2008 / 11 / 15 ( Sat )
Q 切花品種は育てやすいですか?

A 露地で育てた場合切花品種の多くはガーデンローズよりも病気にかかりやすかったり、本来の花が咲かない場合があります。


解説
最近は切花用の品種がガーデンローズとして販売されることが増えてきました。今までは切花品種は育てにくいといわれてきました。確かに切花品種はハウス栽培を前提とされているため、露地で育てた場合には特に黒点病にかかりやすいです。ハウス栽培では黒点病はほとんど出ないため、黒点病への耐病性はそんなに考慮されないためではないかと思います。また、花弁が多い品種は雨で開ききらなかったり、そうでない品種も本来の姿(この場合はハウス栽培で咲いた姿)とかなり違って咲くことがあります。ローテローゼ等は特にそう言えます。また、どの品種もご家庭では切花で流通するようなLサイズになりにくいでしょう。

それでも、大手さんは販売する前に露地でテストしていますからまだ安心ですが、ガーデンローズよりは手をかけて育てたほうが良いと思います。魅力的な切花が全てガーデンーローズとして販売されないのは、権利の関係もありますがこのような理由もあるのです。

弊社で扱っている品種では、ファースト・エディション、セカンド・エディションあたりは黒点病に注意したい品種です。

それでも、切花品種の花はガーデンローズよりクオリティが高く、花保ちがとても良いです。上手に栽培すれば枝のサイズはLにはなりにくいですが、花の姿は本来の姿で咲きやすい品種ももちろんあります。

例えばこちら品種「ベビーロマンティカ」はそのひとつです。もしかすると数年後にはガーデンローズになるかもしれません。
ベビーロマンティカ
22 : 42 : 32 | バラ Q&AあるいはFAQ | トラックバック(0) | コメント(67) | page top↑
病気に強いバラ?弱いバラ?
2008 / 10 / 17 ( Fri )
もう10月も半分が過ぎましたね。
今年は比較的9月が涼しくて、あまり残暑が厳しくなかったように感じております。皆様はいかがでしょうか?

バラを栽培されている方、これから育てようという方が気になるのは「この品種は病気に強いのか?弱いのか?」ということではないでしょうか。
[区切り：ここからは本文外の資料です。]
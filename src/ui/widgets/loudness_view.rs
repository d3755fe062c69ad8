//! Loudness view widget
//!
//! Draws a full meter frame (header, scale, graph and gauge) into the
//! terminal buffer, or a placeholder until the first measurement arrives.

use ratatui::{
    buffer::Buffer,
    layout::{Alignment, Rect},
    style::{Color, Style},
    widgets::{Paragraph, Widget},
};

use crate::error::MeterError;
use crate::history::HistoryWindow;
use crate::ui::render::{FrameRenderer, RenderContext};
use crate::ui::terminal::BufferSurface;

/// Placeholder shown while the history is empty
const WAITING_TEXT: &str = "Waiting for measurements...";

/// Widget rendering the current meter frame
pub struct LoudnessView<'a> {
    renderer: &'a FrameRenderer,
    history: &'a HistoryWindow,
    ctx: RenderContext,
}

impl<'a> LoudnessView<'a> {
    pub fn new(renderer: &'a FrameRenderer, history: &'a HistoryWindow, ctx: RenderContext) -> Self {
        Self { renderer, history, ctx }
    }
}

impl Widget for LoudnessView<'_> {
    fn render(self, area: Rect, buf: &mut Buffer) {
        if area.height == 0 || area.width == 0 {
            return;
        }

        // The frame is laid out for the cached size, not the widget area
        let target = Rect {
            width: area.width.min(self.ctx.width),
            height: area.height.min(self.ctx.height),
            ..area
        };

        let mut surface = BufferSurface::new(buf, target);
        match self.renderer.render(&mut surface, &self.ctx, self.history) {
            Ok(stats) => log::trace!(
                "Frame drawn: unit {:?}, label stride {}, {} graph points, skipped {:?}",
                stats.unit,
                stats.label_stride,
                stats.graph_points,
                stats.skipped
            ),
            Err(MeterError::EmptyWindow) => {
                let middle = Rect {
                    y: target.y + target.height / 2,
                    height: 1,
                    ..target
                };
                Paragraph::new(WAITING_TEXT)
                    .style(Style::default().fg(Color::DarkGray))
                    .alignment(Alignment::Center)
                    .render(middle, buf);
            }
            Err(err) => log::error!("Failed to render frame: {}", err),
        }
    }
}
//! Color zone classification
//!
//! Splits a scale region into the too-loud, on-target and too-quiet bands.
//! The on-target band is always two scale divisions tall.

use crate::scale::{linearize_db, Scale};

/// Divisions covered by the on-target band
const ON_TARGET_DIVISIONS: f64 = 2.0;

/// Peak level above which the peak gauge shows the too-loud band
pub const PEAK_TOO_LOUD_DB: f64 = -2.5;

/// Peak level below which the peak gauge shows the too-quiet band
pub const PEAK_TOO_QUIET_DB: f64 = -20.0;

/// Heights of the three stacked bands, top to bottom
#[derive(Debug, Clone, Copy, PartialEq)]
pub struct ZoneHeights {
    pub too_loud: f64,
    pub on_target: f64,
    pub too_quiet: f64,
}

impl ZoneHeights {
    /// Band heights for a given unit spacing
    pub fn for_unit(scale: &Scale, unit: f64) -> Self {
        let band = |divisions: f64| ((divisions * unit).ceil() - 1.0).max(0.0);
        Self {
            too_loud: band(scale.upper().unsigned_abs() as f64),
            on_target: band(ON_TARGET_DIVISIONS),
            too_quiet: band(scale.lower().unsigned_abs() as f64),
        }
    }

    /// Band heights of a peak gauge whose interior is `inner_height` tall
    pub fn for_peak(inner_height: f64) -> Self {
        let inner_height = inner_height.max(0.0);
        let loud = linearize_db(PEAK_TOO_LOUD_DB);
        let quiet = linearize_db(PEAK_TOO_QUIET_DB);
        Self {
            too_loud: (inner_height * (1.0 - loud)).round(),
            on_target: (inner_height * (loud - quiet)).round(),
            too_quiet: (inner_height * quiet).round(),
        }
    }

    #[cfg(test)]
    fn total(&self) -> f64 {
        self.too_loud + self.on_target + self.too_quiet
    }
}
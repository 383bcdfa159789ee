//! Pure domain logic for the prism generation worker.
//!
//! No IO lives here: error taxonomy, resource-manifest reconciliation,
//! and the parameter policies applied when binding a generation request
//! into a workflow. Everything is directly unit-testable.

pub mod error;
pub mod manifest;
pub mod request;
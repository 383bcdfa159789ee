//! Job-level error taxonomy.
//!
//! Every failure a job can surface maps to exactly one [`JobError`]
//! variant. The `Display` string is the user-visible classification plus
//! human-readable detail; the worker serializes it verbatim into the
//! handler's `{"error": "..."}` response.

use crate::manifest::Missing;

/// Classified failure for a single generation job.
///
/// No variant is retried automatically: the supervisor's poll budget and
/// the sync deadline are the only bounded waits in the pipeline.
#[derive(Debug, thiserror::Error)]
pub enum JobError {
    /// The engine never became reachable within the readiness budget,
    /// or a previous launch attempt already ended in failure.
    #[error("engine unavailable: {0}")]
    EngineUnavailable(String),

    /// Required nodes or model files are absent from the engine.
    /// Enumerates every missing entry; submission must not be attempted.
    #[error("missing resources: {0}")]
    MissingResources(Missing),

    /// The workflow template could not be loaded or parsed.
    #[error("workflow template error: {0}")]
    Template(String),

    /// The engine rejected the submission synchronously
    /// (graph validation failure, malformed parameters, ...).
    #[error("submission rejected (status {status}): {detail}")]
    SubmissionRejected {
        /// HTTP status returned by the submission endpoint.
        status: u16,
        /// Raw response body from the engine.
        detail: String,
    },

    /// No terminal event arrived within the sync deadline. The job's
    /// true completion state on the engine is unknown.
    #[error("timed out waiting for completion after {0} seconds")]
    SyncTimeout(u64),

    /// The event stream errored or closed before the terminal event.
    /// The job's true completion state on the engine is unknown.
    #[error("event stream disconnected before completion: {0}")]
    SyncDisconnected(String),

    /// A listed output artifact could not be retrieved. Fails the whole
    /// job; no partial image list is returned.
    #[error("failed to fetch artifact {filename}: {detail}")]
    ArtifactFetchFailed {
        /// Filename reported by the output manifest.
        filename: String,
        /// Underlying fetch error.
        detail: String,
    },

    /// The run reached its terminal signal but the history manifest
    /// holds zero artifacts. Distinct from success with an empty list.
    #[error("run finished but produced no outputs for job {0}")]
    NoOutputs(String),

    /// The caller's request failed validation before any engine traffic.
    #[error("invalid input: {0}")]
    InvalidInput(String),
}
//! REST client for the ComfyUI HTTP endpoints.
//!
//! Wraps the engine's HTTP API with [`reqwest`]: liveness/capability
//! listing (`/object_info`), model inventory (`/models`), workflow
//! submission (`/prompt`), execution history (`/history`), and raw
//! artifact retrieval (`/view`). Every call carries its own short
//! timeout so an unresponsive HTTP layer cannot block a job forever.

use std::collections::BTreeSet;
use std::time::Duration;

use serde::Deserialize;

/// Timeout for lightweight listing calls (`/object_info`, `/models`).
const LISTING_TIMEOUT: Duration = Duration::from_secs(10);
/// Timeout for submission and history calls.
const CONTROL_TIMEOUT: Duration = Duration::from_secs(60);
/// Timeout for artifact downloads, which may be multi-megabyte.
const VIEW_TIMEOUT: Duration = Duration::from_secs(120);

/// HTTP client for a single local ComfyUI engine.
pub struct ComfyApi {
    client: reqwest::Client,
    api_url: String,
}

/// Response returned by `/prompt` after successfully queuing a workflow.
#[derive(Debug, Deserialize)]
pub struct SubmitResponse {
    /// Server-assigned identifier for the queued prompt. This is the
    /// job id used for all later history lookups.
    pub prompt_id: String,
}

/// The `/models?type=` endpoint answers with either a bare list of
/// filenames or a mapping containing a `models` list, depending on the
/// engine version. Decoded at the boundary into one canonical shape.
#[derive(Debug, Deserialize)]
#[serde(untagged)]
enum ModelListing {
    Plain(Vec<String>),
    Keyed { models: Vec<String> },
}

impl ModelListing {
    fn into_names(self) -> Vec<String> {
        match self {
            ModelListing::Plain(names) => names,
            ModelListing::Keyed { models } => models,
        }
    }
}

/// Errors from the ComfyUI REST layer.
#[derive(Debug, thiserror::Error)]
pub enum ApiError {
    /// The HTTP request itself failed (connect, timeout, DNS, ...).
    #[error("HTTP request failed: {0}")]
    Request(#[from] reqwest::Error),

    /// The engine returned a non-2xx status code.
    #[error("engine returned {status}: {body}")]
    Status {
        /// HTTP status code.
        status: u16,
        /// Raw response body for diagnostics.
        body: String,
    },
}

impl ComfyApi {
    /// Create an API client for the engine at `api_url`
    /// (e.g. `http://127.0.0.1:8188`).
    pub fn new(api_url: String) -> Self {
        Self {
            client: reqwest::Client::new(),
            api_url,
        }
    }

    /// Probe `/object_info` as a liveness check.
    ///
    /// Any 2xx response means the engine is up and serving; the body is
    /// discarded here (see [`object_info`](Self::object_info) for the
    /// capability listing).
    pub async fn is_alive(&self) -> bool {
        let response = self
            .client
            .get(format!("{}/object_info", self.api_url))
            .timeout(Duration::from_secs(2))
            .send()
            .await;
        matches!(response, Ok(r) if r.status().is_success())
    }

    /// Fetch the capability listing: a mapping from node class name to
    /// node metadata. Only the key set matters to validation.
    pub async fn object_info(&self) -> Result<BTreeSet<String>, ApiError> {
        let response = self
            .client
            .get(format!("{}/object_info", self.api_url))
            .timeout(LISTING_TIMEOUT)
            .send()
            .await?;
        let body: serde_json::Map<String, serde_json::Value> =
            Self::parse_response(response).await?;
        Ok(body.into_iter().map(|(name, _)| name).collect())
    }

    /// Fetch the available model filenames for one category
    /// (`"checkpoints"`, `"loras"`, ...).
    pub async fn models(&self, category: &str) -> Result<BTreeSet<String>, ApiError> {
        let response = self
            .client
            .get(format!("{}/models", self.api_url))
            .query(&[("type", category)])
            .timeout(LISTING_TIMEOUT)
            .send()
            .await?;
        let listing: ModelListing = Self::parse_response(response).await?;
        Ok(listing.into_names().into_iter().collect())
    }

    /// Submit a bound workflow for execution.
    ///
    /// Sends `POST /prompt` with the workflow graph and the client
    /// correlation id. Returns the server-assigned `prompt_id`.
    pub async fn submit_workflow(
        &self,
        workflow: &serde_json::Value,
        client_id: &str,
    ) -> Result<SubmitResponse, ApiError> {
        let body = serde_json::json!({
            "prompt": workflow,
            "client_id": client_id,
        });

        let response = self
            .client
            .post(format!("{}/prompt", self.api_url))
            .json(&body)
            .timeout(CONTROL_TIMEOUT)
            .send()
            .await?;

        Self::parse_response(response).await
    }

    /// Retrieve the recorded history for a prompt, keyed by prompt id.
    pub async fn history(&self, prompt_id: &str) -> Result<serde_json::Value, ApiError> {
        let response = self
            .client
            .get(format!("{}/history/{}", self.api_url, prompt_id))
            .timeout(CONTROL_TIMEOUT)
            .send()
            .await?;

        Self::parse_response(response).await
    }

    /// Download one output artifact's raw bytes via
    /// `GET /view?filename=&subfolder=&type=`.
    pub async fn view(
        &self,
        filename: &str,
        subfolder: &str,
        kind: &str,
    ) -> Result<Vec<u8>, ApiError> {
        let response = self
            .client
            .get(format!("{}/view", self.api_url))
            .query(&[
                ("filename", filename),
                ("subfolder", subfolder),
                ("type", kind),
            ])
            .timeout(VIEW_TIMEOUT)
            .send()
            .await?;

        let response = Self::ensure_success(response).await?;
        Ok(response.bytes().await?.to_vec())
    }

    // ---- private helpers ----

    /// Return the response unchanged on a success status, or an
    /// [`ApiError::Status`] carrying the status and body text.
    async fn ensure_success(response: reqwest::Response) -> Result<reqwest::Response, ApiError> {
        let status = response.status();
        if !status.is_success() {
            let body = response
                .text()
                .await
                .unwrap_or_else(|_| "<unreadable body>".to_string());
            return Err(ApiError::Status {
                status: status.as_u16(),
                body,
            });
        }
        Ok(response)
    }

    /// Parse a successful JSON response body into the expected type.
    async fn parse_response<T: serde::de::DeserializeOwned>(
        response: reqwest::Response,
    ) -> Result<T, ApiError> {
        let response = Self::ensure_success(response).await?;
        Ok(response.json::<T>().await?)
    }
}
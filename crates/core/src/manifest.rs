//! Required-resource manifest and inventory reconciliation.
//!
//! A [`ResourceManifest`] declares the node types and model files a
//! workflow needs. An [`Inventory`] is a snapshot of what the engine
//! currently reports. [`reconcile`] compares the two and returns the
//! complete set of missing entries so the worker can fail fast before an
//! expensive submission.

use std::collections::{BTreeMap, BTreeSet};
use std::fmt;
use std::path::Path;

use serde::Deserialize;

/// Static declaration of everything a workflow requires from the engine.
///
/// Loaded once at startup and never mutated. Model requirements are
/// keyed by engine model category (`"checkpoints"`, `"loras"`, ...).
#[derive(Debug, Clone, Deserialize)]
pub struct ResourceManifest {
    /// Node (operator) class names the workflow instantiates.
    #[serde(default)]
    pub nodes: Vec<String>,
    /// Required model filenames per category.
    #[serde(default)]
    pub models: BTreeMap<String, Vec<String>>,
}

impl ResourceManifest {
    /// Load a manifest from a JSON file.
    pub fn from_path(path: &Path) -> Result<Self, String> {
        let text = std::fs::read_to_string(path)
            .map_err(|e| format!("failed to read manifest {}: {e}", path.display()))?;
        serde_json::from_str(&text)
            .map_err(|e| format!("failed to parse manifest {}: {e}", path.display()))
    }
}

impl Default for ResourceManifest {
    /// Requirements of the bundled realism workflow.
    fn default() -> Self {
        let mut models = BTreeMap::new();
        models.insert(
            "checkpoints".to_string(),
            vec!["gonzalomoXLFluxPony_v40UnityXLDMD.safetensors".to_string()],
        );
        models.insert(
            "loras".to_string(),
            vec![
                "RealSkin_xxXL_v1.safetensors".to_string(),
                "add-detail-xl.safetensors".to_string(),
                "igbaddie-XL.safetensors".to_string(),
                "iphone_mirror_selfie_v01b.safetensors".to_string(),
                "Dynamic_Lighting_by_Stable_Yogi_SDXL3_v1.safetensors".to_string(),
                "epiCRealismXL-KiSSEnhancer_Lora.safetensors".to_string(),
            ],
        );
        Self {
            nodes: vec![
                "StringPreview".to_string(),
                "ImpactConcatConditionings".to_string(),
            ],
            models,
        }
    }
}

/// Snapshot of what the engine reports as available.
///
/// Fetched fresh per validation call; never cached across jobs. A model
/// category mapped to `None` means the listing for that category could
/// not be queried — "unconfirmed", which reconciliation treats as
/// missing (fail closed), not as present.
#[derive(Debug, Clone, Default)]
pub struct Inventory {
    /// Node class names the engine advertises, or `None` when the
    /// capability listing itself was unavailable.
    pub nodes: Option<BTreeSet<String>>,
    /// Available model filenames per queried category.
    pub models: BTreeMap<String, Option<BTreeSet<String>>>,
}

/// Complete set of manifest entries absent from an inventory.
#[derive(Debug, Clone, Default, PartialEq, Eq)]
pub struct Missing {
    /// Required node classes the engine does not advertise.
    pub nodes: BTreeSet<String>,
    /// Required model filenames not listed, per category.
    pub models: BTreeMap<String, BTreeSet<String>>,
}

impl Missing {
    /// True when every required node and model was found.
    pub fn is_empty(&self) -> bool {
        self.nodes.is_empty() && self.models.is_empty()
    }
}

impl fmt::Display for Missing {
    fn fmt(&self, f: &mut fmt::Formatter<'_>) -> fmt::Result {
        let mut parts: Vec<String> = Vec::new();
        if !self.nodes.is_empty() {
            parts.push(format!(
                "nodes: {}",
                self.nodes.iter().cloned().collect::<Vec<_>>().join(", ")
            ));
        }
        for (category, names) in &self.models {
            parts.push(format!(
                "{category}: {}",
                names.iter().cloned().collect::<Vec<_>>().join(", ")
            ));
        }
        write!(f, "{}", parts.join("; "))
    }
}

/// Compare a manifest against an inventory and collect every missing
/// entry.
///
/// Does not short-circuit: the caller always gets the complete picture
/// in one pass. An unavailable listing (`None`) marks every required
/// entry it would have confirmed as missing.
pub fn reconcile(manifest: &ResourceManifest, inventory: &Inventory) -> Missing {
    let mut missing = Missing::default();

    for node in &manifest.nodes {
        let present = inventory
            .nodes
            .as_ref()
            .is_some_and(|available| available.contains(node));
        if !present {
            missing.nodes.insert(node.clone());
        }
    }

    for (category, names) in &manifest.models {
        let available = inventory.models.get(category).and_then(|m| m.as_ref());
        for name in names {
            let present = available.is_some_and(|listed| listed.contains(name));
            if !present {
                missing
                    .models
                    .entry(category.clone())
                    .or_default()
                    .insert(name.clone());
            }
        }
    }

    missing
}

#[cfg(test)]
mod tests {
    use super::*;

    fn manifest(nodes: &[&str], models: &[(&str, &[&str])]) -> ResourceManifest {
        ResourceManifest {
            nodes: nodes.iter().map(|s| s.to_string()).collect(),
            models: models
                .iter()
                .map(|(cat, names)| {
                    (
                        cat.to_string(),
                        names.iter().map(|s| s.to_string()).collect(),
                    )
                })
                .collect(),
        }
    }

    fn inventory(nodes: &[&str], models: &[(&str, &[&str])]) -> Inventory {
        Inventory {
            nodes: Some(nodes.iter().map(|s| s.to_string()).collect()),
            models: models
                .iter()
                .map(|(cat, names)| {
                    (
                        cat.to_string(),
                        Some(names.iter().map(|s| s.to_string()).collect()),
                    )
                })
                .collect(),
        }
    }

    #[test]
    fn reconcile_reports_exact_missing_sets() {
        let m = manifest(&["A", "B"], &[("ckpt", &["x"]), ("lora", &["y", "z"])]);
        let inv = inventory(&["A"], &[("ckpt", &["x"]), ("lora", &[])]);

        let missing = reconcile(&m, &inv);

        assert_eq!(
            missing.nodes,
            ["B".to_string()].into_iter().collect::<BTreeSet<_>>()
        );
        assert_eq!(missing.models.len(), 1);
        assert_eq!(
            missing.models["lora"],
            ["y".to_string(), "z".to_string()]
                .into_iter()
                .collect::<BTreeSet<_>>()
        );
    }

    #[test]
    fn reconcile_everything_present_is_empty() {
        let m = manifest(&["A"], &[("checkpoints", &["c.safetensors"])]);
        let inv = inventory(&["A", "B"], &[("checkpoints", &["c.safetensors", "d.safetensors"])]);

        assert!(reconcile(&m, &inv).is_empty());
    }

    #[test]
    fn unavailable_model_listing_fails_closed() {
        let m = manifest(&[], &[("loras", &["m.safetensors"])]);
        let inv = Inventory {
            nodes: Some(BTreeSet::new()),
            models: [("loras".to_string(), None)].into_iter().collect(),
        };

        let missing = reconcile(&m, &inv);
        assert_eq!(
            missing.models["loras"],
            ["m.safetensors".to_string()].into_iter().collect()
        );
    }

    #[test]
    fn unqueried_category_fails_closed() {
        // Category absent from the inventory entirely behaves the same
        // as an unavailable listing.
        let m = manifest(&[], &[("vae", &["v.safetensors"])]);
        let inv = inventory(&[], &[]);

        let missing = reconcile(&m, &inv);
        assert_eq!(
            missing.models["vae"],
            ["v.safetensors".to_string()].into_iter().collect()
        );
    }

    #[test]
    fn unavailable_capability_listing_fails_closed() {
        let m = manifest(&["KSampler"], &[]);
        let inv = Inventory {
            nodes: None,
            models: BTreeMap::new(),
        };

        let missing = reconcile(&m, &inv);
        assert!(missing.nodes.contains("KSampler"));
    }

    #[test]
    fn display_joins_categories() {
        let m = manifest(&["B"], &[("lora", &["y"])]);
        let inv = inventory(&[], &[]);
        let missing = reconcile(&m, &inv);
        assert_eq!(missing.to_string(), "nodes: B; lora: y");
    }

    #[test]
    fn default_manifest_lists_realism_requirements() {
        let m = ResourceManifest::default();
        assert!(m.nodes.contains(&"StringPreview".to_string()));
        assert_eq!(m.models["loras"].len(), 6);
        assert_eq!(m.models["checkpoints"].len(), 1);
    }
}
最近の品種は特に、品種の紹介に「病気に強い」「強健」などの言葉が必ずといって良いほど入っています。「強健」は、ほとんどのバラに言えることです。(ごく一部の品種には、強健とはとても言えない弱い品種があるのです)。バラという植物は適切に管理すると一年で驚くほど大きく成長する、他の植物にはあまり見られないほどの生命力があります。その割にはなかなか思うように育たないと苦労されている方がいらっしゃいます。

「このままでは全ての植物がバラに負けてしまう」と自然が思ったのかどうか、バラには病害虫が他の植物に比べてかなり多く、そのせいで成長が遅くなります。

ガーデンローズとして多くの人に栽培していただきたいのですから、新しい品種には耐病性も必要です。しかし往々にして、耐病性は花の美しさに比べて優先順位は低くなりがちです。花が美しいと、相当病気に弱くなければ発表したいと考えているのかどうかわかりませんが、「病気に強い」とされるバラも実際には?ということが多いです。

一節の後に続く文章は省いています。